Richard Delgado, an early champion of speech codes and now more famous as a founding scholar in the field of Critical Race Theory, cites the Rwandan genocide (more on this in the next entry), along with Weimar Germany, as cautionary tales against free-speech purism. The problem is that neither historical precedent supports the idea that speech restraints could have prevented a genocide.
As I explained in my review of Eric Berkowitz’s excellent book, “Dangerous Ideas: A Brief History of Censorship in the West, from the Ancients to Fake News,” Weimar Germany had laws banning hateful speech (particularly hateful speech directed at Jews), and top Nazis including Joseph Goebbels, Theodor Fritsch and Julius Streicher actually were sentenced to prison time for violating them. The efforts of the Weimar Republic to suppress the speech of the Nazis are so well known in academic circles that one professor has described the idea that speech restrictions would have stopped the Nazis as “the Weimar Fallacy.”
A 1922 law passed in response to violent political agitators such as the Nazis permitted Weimar authorities to censor press criticism of the government and advocacy of violence.
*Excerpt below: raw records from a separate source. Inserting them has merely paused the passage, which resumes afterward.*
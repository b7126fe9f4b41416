//! Scripted stand-in for the profiles HTTP API.
//!
//! Replies are served in the order they were queued. With nothing queued
//! the server answers `200` with an empty body. Every request is recorded.

#![allow(dead_code)]

use std::collections::VecDeque;
use std::net::SocketAddr;
use std::sync::Arc;
use std::time::Duration;

use axum::body::Bytes;
use axum::extract::State;
use axum::http::header::CONTENT_TYPE;
use axum::http::{HeaderMap, HeaderValue, Method, StatusCode, Uri};
use axum::response::{IntoResponse, Response};
use axum::Router;
use parking_lot::Mutex;
use tokio::net::TcpListener;
use tokio::task::JoinHandle;

/// One request as the server saw it.
#[derive(Debug, Clone)]
pub struct Recorded {
    pub method: String,
    pub path: String,
    pub query: Option<String>,
    pub headers: HeaderMap,
    pub body: Bytes,
}

impl Recorded {
    pub fn header(&self, name: &str) -> Option<&str> {
        self.headers.get(name).and_then(|value| value.to_str().ok())
    }

    pub fn body_text(&self) -> String {
        String::from_utf8_lossy(&self.body).into_owned()
    }

    pub fn body_json(&self) -> serde_json::Value {
        serde_json::from_slice(&self.body).expect("request body is not JSON")
    }
}

/// A queued reply.
#[derive(Debug, Clone)]
pub struct Canned {
    status: StatusCode,
    content_type: Option<&'static str>,
    body: String,
    delay: Duration,
}

impl Canned {
    pub fn json(body: &str) -> Self {
        Self {
            content_type: Some("application/json"),
            body: body.to_string(),
            ..Self::status(200)
        }
    }

    /// Bare status with an empty body.
    pub fn status(code: u16) -> Self {
        Self {
            status: StatusCode::from_u16(code).expect("invalid status code"),
            content_type: None,
            body: String::new(),
            delay: Duration::ZERO,
        }
    }

    pub fn text(code: u16, message: &str) -> Self {
        Self {
            content_type: Some("text/plain"),
            body: message.to_string(),
            ..Self::status(code)
        }
    }

    /// Hold the whole reply back for `delay`.
    pub fn after(mut self, delay: Duration) -> Self {
        self.delay = delay;
        self
    }
}

impl IntoResponse for Canned {
    fn into_response(self) -> Response {
        let mut response = (self.status, self.body).into_response();
        match self.content_type {
            Some(content_type) => {
                response
                    .headers_mut()
                    .insert(CONTENT_TYPE, HeaderValue::from_static(content_type));
            }
            None => {
                response.headers_mut().remove(CONTENT_TYPE);
            }
        }
        response
    }
}

#[derive(Default)]
struct Script {
    replies: Mutex<VecDeque<Canned>>,
    requests: Mutex<Vec<Recorded>>,
}

pub struct MockServer {
    addr: SocketAddr,
    script: Arc<Script>,
    task: JoinHandle<()>,
}

impl MockServer {
    pub async fn start() -> Self {
        let script = Arc::new(Script::default());
        let app = Router::new().fallback(answer).with_state(script.clone());

        let listener = TcpListener::bind("127.0.0.1:0")
            .await
            .expect("Failed to bind mock server");
        let addr = listener.local_addr().expect("mock server has no address");
        let task = tokio::spawn(async move {
            let _ = axum::serve(listener, app).await;
        });

        Self { addr, script, task }
    }

    pub fn reply(&self, canned: Canned) {
        self.script.replies.lock().push_back(canned);
    }

    pub fn requests(&self) -> Vec<Recorded> {
        self.script.requests.lock().clone()
    }

    pub fn last(&self) -> Recorded {
        self.script
            .requests
            .lock()
            .last()
            .cloned()
            .expect("no request recorded")
    }

    /// API root served by this mock, ending in `/api`.
    pub fn base_url(&self) -> String {
        format!("http://{}/api", self.addr)
    }
}

impl Drop for MockServer {
    fn drop(&mut self) {
        self.task.abort();
    }
}

async fn answer(
    State(script): State<Arc<Script>>,
    method: Method,
    uri: Uri,
    headers: HeaderMap,
    body: Bytes,
) -> Canned {
    script.requests.lock().push(Recorded {
        method: method.to_string(),
        path: uri.path().to_string(),
        query: uri.query().map(str::to_string),
        headers,
        body,
    });

    let canned = script
        .replies
        .lock()
        .pop_front()
        .unwrap_or_else(|| Canned::status(200));
    if !canned.delay.is_zero() {
        tokio::time::sleep(canned.delay).await;
    }
    canned
}
//! The worker-thread pool and per-frame fork/join.
//!
//! One main thread plus `N - 1` workers, each a small finite state machine
//! (`Stopped`/`Waiting`/`Executing`/`Stopping`) stored as a single-byte
//! atomic. The only synchronization primitive on the hot path is that
//! atomic plus a release/plain-load fence discipline -- there are no
//! suspension points inside a Process, so workers spin-yield while
//! `Waiting` rather than parking on a condvar.
//!
//! The cross-thread handoff of the future `GameState` and the registry's
//! process entries is a raw-pointer share guarded by the scheduler's
//! single-writer rule rather than the type system. The `AtomicU8`
//! state-machine style favors explicit `std::sync::atomic` state over
//! pulling in an executor crate.

use std::panic::{self, AssertUnwindSafe};
use std::sync::atomic::{fence, AtomicU8, Ordering};
use std::sync::{Arc, Mutex};
use std::thread::JoinHandle;
use std::time::{Duration, Instant};

use tracing::{debug, warn};

use crate::game_state::GameState;
use crate::process::{Process, ProcessDiagnostics, ProcessExecutor};

/// Number of consecutive idle frames (no process assigned) after which a
/// worker thread is stopped.
pub const IDLE_STOP_AFTER_FRAMES: u32 = 4;

#[repr(u8)]
#[derive(Debug, Clone, Copy, PartialEq, Eq)]
pub enum WorkerState {
    Stopped = 0,
    Waiting = 1,
    Executing = 2,
    Stopping = 3,
}

impl WorkerState {
    fn from_u8(value: u8) -> Self {
        match value {
            0 => WorkerState::Stopped,
            1 => WorkerState::Waiting,
            2 => WorkerState::Executing,
            3 => WorkerState::Stopping,
            other => unreachable!("invalid worker state byte {other}"),
        }
    }
}

#[derive(Debug)]
struct AtomicWorkerState(AtomicU8);

impl AtomicWorkerState {
    fn new(state: WorkerState) -> Self {
        Self(AtomicU8::new(state as u8))
    }

    /// A plain (non-atomic-ordering) load; this single byte is tear-free on
    /// target platforms and the release stores on the write side are what
    /// actually order the data they guard.
    fn load(&self) -> WorkerState {
        WorkerState::from_u8(self.0.load(Ordering::Relaxed))
    }

    fn store(&self, state: WorkerState) {
        self.0.store(state as u8, Ordering::Release);
    }
}

/// What one worker thread did during a frame: how long it spent in
/// processes, and the diagnostics for each process it ran (by registry
/// index, since workers run disjoint index subsets).
#[derive(Debug, Default)]
pub struct ThreadFrameResult {
    pub thread_index: usize,
    pub busy: Duration,
    pub diagnostics: Vec<(usize, ProcessDiagnostics)>,
}

/// Everything a worker thread needs to run its share of a frame. Built by
/// the main thread from borrows that are guaranteed to outlive the frame
/// (the main thread blocks on [`ThreadPool::run_frame`] until every worker
/// has returned to `Waiting`), then shared across threads as raw pointers.
struct FrameJob {
    past: *const GameState,
    future: *mut GameState,
    entries: *mut (String, Box<dyn Process>),
    entries_len: usize,
    /// `assignment[i]` is the thread index process `i` runs on this frame.
    assignment: Vec<usize>,
}

// SAFETY: `FrameJob` is only ever read by the worker it was dispatched to
// plus the main thread's own share; the scheduler's single-writer rule
// guarantees each process index (and therefore each future component
// column it may touch) is owned by exactly one thread for the lifetime of
// the frame, so the raw pointers above are never aliased across threads in
// a way that actually races.
unsafe impl Send for FrameJob {}
unsafe impl Sync for FrameJob {}

fn run_assigned(thread_index: usize, job: &FrameJob) -> ThreadFrameResult {
    let start = Instant::now();
    // SAFETY: see `FrameJob`'s safety comment; `past` is read-only for the
    // whole frame and `future` is only mutated through entries this thread
    // owns exclusively.
    let past = unsafe { &*job.past };
    let future = unsafe { &mut *job.future };

    let mut diagnostics = Vec::new();
    for index in 0..job.entries_len {
        if job.assignment[index] != thread_index {
            continue;
        }
        // SAFETY: `index` is owned by this thread alone this frame (see
        // above); no other thread dereferences `job.entries.add(index)`.
        let (name, process) = unsafe { &mut *job.entries.add(index) };
        // `ProcessExecutor::run` already recovers from a panic inside a
        // single entity's signature body; this catches anything that
        // escapes that (e.g. `pre_process`/`post_process`) so a worker
        // thread always reaches its `Waiting` publish below rather than
        // unwinding past it and deadlocking the main thread's wait loop.
        let outcome = panic::catch_unwind(AssertUnwindSafe(|| ProcessExecutor::run(name, process.as_mut(), past, future)));
        match outcome {
            Ok(diag) => diagnostics.push((index, diag)),
            Err(payload) => {
                tracing::error!(
                    process = name,
                    thread = thread_index,
                    panic = ?payload.downcast_ref::<&str>().copied().or_else(|| payload.downcast_ref::<String>().map(String::as_str)),
                    "process panicked outside entity handling; skipping its diagnostics for this frame"
                );
            }
        }
    }

    ThreadFrameResult {
        thread_index,
        busy: start.elapsed(),
        diagnostics,
    }
}

struct Worker {
    index: usize,
    state: Arc<AtomicWorkerState>,
    handle: Option<JoinHandle<()>>,
    idle_frames: u32,
}

impl Worker {
    fn new(index: usize) -> Self {
        Self {
            index,
            state: Arc::new(AtomicWorkerState::new(WorkerState::Stopped)),
            handle: None,
            idle_frames: 0,
        }
    }

    fn spawn(&mut self, job_slot: Arc<Mutex<Option<Arc<FrameJob>>>>, results: Arc<Mutex<Vec<ThreadFrameResult>>>) {
        assert!(matches!(self.state.load(), WorkerState::Stopped), "worker {} is already running", self.index);
        let index = self.index;
        let state = Arc::clone(&self.state);
        state.store(WorkerState::Waiting);
        let builder = std::thread::Builder::new().name(format!("frame-ecs-worker-{index}"));
        self.handle = Some(
            builder
                .spawn(move || worker_loop(index, state, job_slot, results))
                .expect("failed to spawn worker thread"),
        );
        debug!(thread = index, "worker started");
    }

    fn stop_and_join(&mut self) {
        if matches!(self.state.load(), WorkerState::Stopped) {
            return;
        }
        assert!(
            matches!(self.state.load(), WorkerState::Waiting),
            "worker {} can only be stopped while Waiting",
            self.index
        );
        self.state.store(WorkerState::Stopping);
        if let Some(handle) = self.handle.take() {
            handle.join().expect("worker thread panicked while stopping");
        }
        debug!(thread = self.index, "worker stopped");
    }
}

fn worker_loop(
    index: usize,
    state: Arc<AtomicWorkerState>,
    job_slot: Arc<Mutex<Option<Arc<FrameJob>>>>,
    results: Arc<Mutex<Vec<ThreadFrameResult>>>,
) {
    loop {
        let observed = loop {
            let s = state.load();
            if matches!(s, WorkerState::Executing | WorkerState::Stopping) {
                break s;
            }
            std::thread::yield_now();
        };
        if matches!(observed, WorkerState::Stopping) {
            state.store(WorkerState::Stopped);
            return;
        }

        let job = job_slot
            .lock()
            .unwrap()
            .clone()
            .expect("job must be published before a worker is told to execute");
        let result = run_assigned(index, &job);
        results.lock().unwrap().push(result);

        // Ensure all of this thread's writes to future state are visible
        // before the main thread observes `Waiting`.
        fence(Ordering::Release);
        state.store(WorkerState::Waiting);
    }
}

/// Owns the worker threads (indices `1..thread_count`); index `0` is always
/// the caller's own (main) thread and is not represented here.
pub struct ThreadPool {
    workers: Vec<Worker>,
    job_slot: Arc<Mutex<Option<Arc<FrameJob>>>>,
    results: Arc<Mutex<Vec<ThreadFrameResult>>>,
}

impl ThreadPool {
    /// Construct a pool for `thread_count` total threads (including the
    /// main thread). Workers are not yet running; call
    /// [`start_threads`](Self::start_threads) first.
    pub fn new(thread_count: usize) -> Self {
        assert!(thread_count >= 1, "thread_count must be at least 1 (the main thread)");
        let workers = (1..thread_count).map(Worker::new).collect();
        Self {
            workers,
            job_slot: Arc::new(Mutex::new(None)),
            results: Arc::new(Mutex::new(Vec::new())),
        }
    }

    /// Total thread count, including the main thread.
    pub fn thread_count(&self) -> usize {
        self.workers.len() + 1
    }

    /// Launch every worker thread in the `Waiting` state.
    pub fn start_threads(&mut self) {
        for worker in &mut self.workers {
            worker.spawn(Arc::clone(&self.job_slot), Arc::clone(&self.results));
        }
    }

    /// Current FSM state of thread `index` (`0` is always reported as
    /// `Waiting`, since the main thread has no explicit state machine).
    pub fn worker_state(&self, index: usize) -> WorkerState {
        if index == 0 {
            WorkerState::Waiting
        } else {
            self.workers[index - 1].state.load()
        }
    }

    /// Run one frame: publish `past`/`future`/the process entries plus
    /// `assignment` (process index -> thread index, already merged with
    /// any pinned processes) to every worker, execute `main_share` (thread
    /// 0's processes) on the caller's own stack, wait for every worker to
    /// return to `Waiting`, then apply the idle-thread policy based on who
    /// got work this frame.
    pub fn run_frame(
        &mut self,
        past: &GameState,
        future: &mut GameState,
        entries: *mut (String, Box<dyn Process>),
        entries_len: usize,
        assignment: Vec<usize>,
    ) -> Vec<ThreadFrameResult> {
        let job = Arc::new(FrameJob {
            past: past as *const GameState,
            future: future as *mut GameState,
            entries,
            entries_len,
            assignment: assignment.clone(),
        });
        self.results.lock().unwrap().clear();
        *self.job_slot.lock().unwrap() = Some(Arc::clone(&job));

        // All future-state writes this frame will depend on are already
        // visible; make sure that's true before any worker starts.
        fence(Ordering::Release);

        let mut any_work = vec![false; self.thread_count()];
        for &thread in &assignment {
            any_work[thread] = true;
        }

        for worker in &mut self.workers {
            match worker.state.load() {
                WorkerState::Waiting => worker.state.store(WorkerState::Executing),
                WorkerState::Stopped if any_work[worker.index] => {
                    // A worker the idle policy stopped was just handed work
                    // again; restart it and hand it the job directly rather
                    // than waiting for `Waiting` first, which would never
                    // come.
                    worker.spawn(Arc::clone(&self.job_slot), Arc::clone(&self.results));
                    worker.idle_frames = 0;
                    worker.state.store(WorkerState::Executing);
                }
                _ => {}
            }
        }

        let main_result = run_assigned(0, &job);
        self.results.lock().unwrap().push(main_result);

        for worker in &self.workers {
            if any_work[worker.index] {
                while !matches!(worker.state.load(), WorkerState::Waiting) {
                    std::thread::yield_now();
                }
            }
        }

        self.apply_idle_policy(&any_work);

        std::mem::take(&mut *self.results.lock().unwrap())
    }

    /// Stop any worker idle for `IDLE_STOP_AFTER_FRAMES` consecutive frames.
    /// Restarting a stopped worker that gets assigned work again happens
    /// earlier, in `run_frame`, before the wait loop. Thread 0 (main) is
    /// never stopped.
    fn apply_idle_policy(&mut self, any_work: &[bool]) {
        for worker in &mut self.workers {
            if any_work[worker.index] {
                worker.idle_frames = 0;
            } else {
                worker.idle_frames += 1;
                if worker.idle_frames >= IDLE_STOP_AFTER_FRAMES && matches!(worker.state.load(), WorkerState::Waiting) {
                    worker.stop_and_join();
                    warn!(thread = worker.index, "worker idle for {} frames, stopped", worker.idle_frames);
                }
            }
        }
    }

    /// Stop and join every running worker. Safe to call more than once.
    pub fn destroy(&mut self) {
        for worker in &mut self.workers {
            worker.stop_and_join();
        }
    }
}

impl Drop for ThreadPool {
    fn drop(&mut self) {
        self.destroy();
    }
}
This was followed by a number of emergency decrees expanding the power to censor newspapers. The Weimar Republic not only shut down hundreds of Nazi newspapers — in a two-year period, they shut down 99 in Prussia alone — but they accelerated that crackdown on speech as the Nazis ascended to power. Hitler himself was banned from speaking in several German states from 1925 until 1927.
Far from being an impediment to the spread of National Socialist ideology, Hitler and the Nazis used the attempts to suppress their speech as public relations coups. The party waved the ban like a bloody shirt to claim they were being targeted for exposing the international conspiracy to suppress “true” Germans.
And once in power, “Far from stopping Hitler, they only made his day when he became Chancellor. They enabled Hitler to confront Social Democratic Party chairman Otto Wels, who stood up in the Reichstag to protest Nazi suspension of civil liberties, with a quotation from the poet Friedrich Schiller: ‘Late you come, but still you come,’ Hitler pointed at the hapless deputy. ‘You should have recognized the value of criticism during the years we were in opposition [when] our press was forbidden, our meetings were forbidden, and we were forbidden to speak for years on end.’ The Nazis would have been just as repressive without this excuse, but being able to offer it made Hitler’s task easier.”